The research found that growers supplying supermarkets in northern Europe are under more pressure than companies supplying the European wholesale sector and supermarkets in France and southern Europe.

The PIP researchers found a marked variation among ACP countries, often depending on the destination market for the produce. Kenya, Zambia and Ghana, which sell predominantly into northern European multiples, have faced more stringent demands from buyers and from an earlier date, the survey said.

In Kenya, many companies were already obliged to be EurepGAP certified by 2005, while southern European customers and the wholesale sector more generally in Europe had applied less pressure for compliance on exporters until ramping up expectations in 2006-07.

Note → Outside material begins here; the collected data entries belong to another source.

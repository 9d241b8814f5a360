// Copyright (C) 2025 FZI Forschungszentrum Informatik
// SPDX-License-Identifier: Apache-2.0
//! Errors of memory accessors
//!
//! Trace memory images are sparse: an accessor typically maps a few code
//! regions of the target. A read outside of them is a *miss*. Misses are not
//! fatal while decoding. The code follower reports them as inaccessible memory
//! and combinators such as [`Multi`][super::Multi] fall through to the next
//! accessor. Every miss remembers the address that was requested.

use alloc::boxed::Box;
use core::fmt;

/// Error types which are able to express a miss
pub trait Miss: MaybeMiss {
    /// Create a miss for a read at the given `address`
    fn miss(address: u64) -> Self;
}

impl<T, E: Miss> Miss for Result<T, E> {
    fn miss(address: u64) -> Self {
        Err(E::miss(address))
    }
}

impl Miss for Box<dyn MaybeMiss> {
    fn miss(address: u64) -> Self {
        Box::new(NoMemory { address })
    }
}

impl Miss for Box<dyn MaybeMissError> {
    fn miss(address: u64) -> Self {
        Box::new(NoMemory { address })
    }
}

/// Values which may report a miss
pub trait MaybeMiss {
    /// Address of the read that missed, if this value is a miss
    fn missed_address(&self) -> Option<u64>;

    /// Check whether this value is a miss
    fn is_miss(&self) -> bool {
        self.missed_address().is_some()
    }
}

impl<T, E: MaybeMiss> MaybeMiss for Result<T, E> {
    fn missed_address(&self) -> Option<u64> {
        self.as_ref().err().and_then(E::missed_address)
    }
}

impl<E: MaybeMiss + ?Sized> MaybeMiss for Box<E> {
    fn missed_address(&self) -> Option<u64> {
        self.as_ref().missed_address()
    }
}

#[cfg(feature = "either")]
impl<L: MaybeMiss, R: MaybeMiss> MaybeMiss for either::Either<L, R> {
    fn missed_address(&self) -> Option<u64> {
        either::for_both!(self, e => e.missed_address())
    }
}

/// Error usable behind a [`Boxed`][super::boxed::Boxed] accessor
pub trait MaybeMissError: MaybeMiss + core::error::Error + Sync + Send {}

impl<T: MaybeMiss + core::error::Error + Sync + Send + ?Sized> MaybeMissError for T {}

/// Error of a [`Segment`][super::basic::Segment]
#[derive(Copy, Clone, Debug, PartialEq, Eq)]
pub enum SegmentError {
    /// The offset lies at or beyond the end of the segment
    OutOfBounds(u64),
    /// The offset does not fit into a host `usize`
    ExceededHostUSize(core::num::TryFromIntError),
}

impl Miss for SegmentError {
    fn miss(address: u64) -> Self {
        Self::OutOfBounds(address)
    }
}

impl MaybeMiss for SegmentError {
    fn missed_address(&self) -> Option<u64> {
        match self {
            Self::OutOfBounds(a) => Some(*a),
            Self::ExceededHostUSize(_) => None,
        }
    }
}

impl core::error::Error for SegmentError {
    fn source(&self) -> Option<&(dyn core::error::Error + 'static)> {
        match self {
            Self::ExceededHostUSize(e) => Some(e),
            Self::OutOfBounds(_) => None,
        }
    }
}

impl fmt::Display for SegmentError {
    fn fmt(&self, f: &mut fmt::Formatter<'_>) -> fmt::Result {
        match self {
            Self::OutOfBounds(a) => write!(f, "Offset {a:#x} is outside of the segment"),
            Self::ExceededHostUSize(_) => write!(f, "Offset too large for the host"),
        }
    }
}

/// No memory is mapped at the given address
#[derive(Copy, Clone, Debug, PartialEq, Eq)]
pub struct NoMemory {
    pub address: u64,
}

impl Miss for NoMemory {
    fn miss(address: u64) -> Self {
        Self { address }
    }
}

impl MaybeMiss for NoMemory {
    fn missed_address(&self) -> Option<u64> {
        Some(self.address)
    }
}

impl core::error::Error for NoMemory {}

impl fmt::Display for NoMemory {
    fn fmt(&self, f: &mut fmt::Formatter<'_>) -> fmt::Result {
        write!(f, "No memory mapped at {:#x}", self.address)
    }
}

A spokesperson for PIP, which is run by EU-ACP liaison committee COLEACP, said: “In Kenya, which has been under more pressure (and for longer) from the high-value retail sector, there is a decrease in sourcing from smallholders in real terms. The pressures experienced as a result of certification, and the changes it appears to be provoking in procurement practices, are likely to be felt soon in other countries, where certification is now rolling out.”

The study found that, despite the fact that they are in many respects operating at a disadvantage, ACP exporters and small-scale growers have demonstrated that compliance with regulatory and market demands - from MRLs and traceability to more stringent standards - is achievable.

However, for many smallholders, while compliance to standards such as GlobalGAP is possible, certification on a sustainable basis is not, because it is not cost-effective.

The survey concludes that the difficulties faced by ACP suppliers in meeting buyer demands need to be addressed in terms of the technical demands needed to achieve compliance, but also the cost constraints associated with proving compliance through certification, and the sustainability of certification over the long term.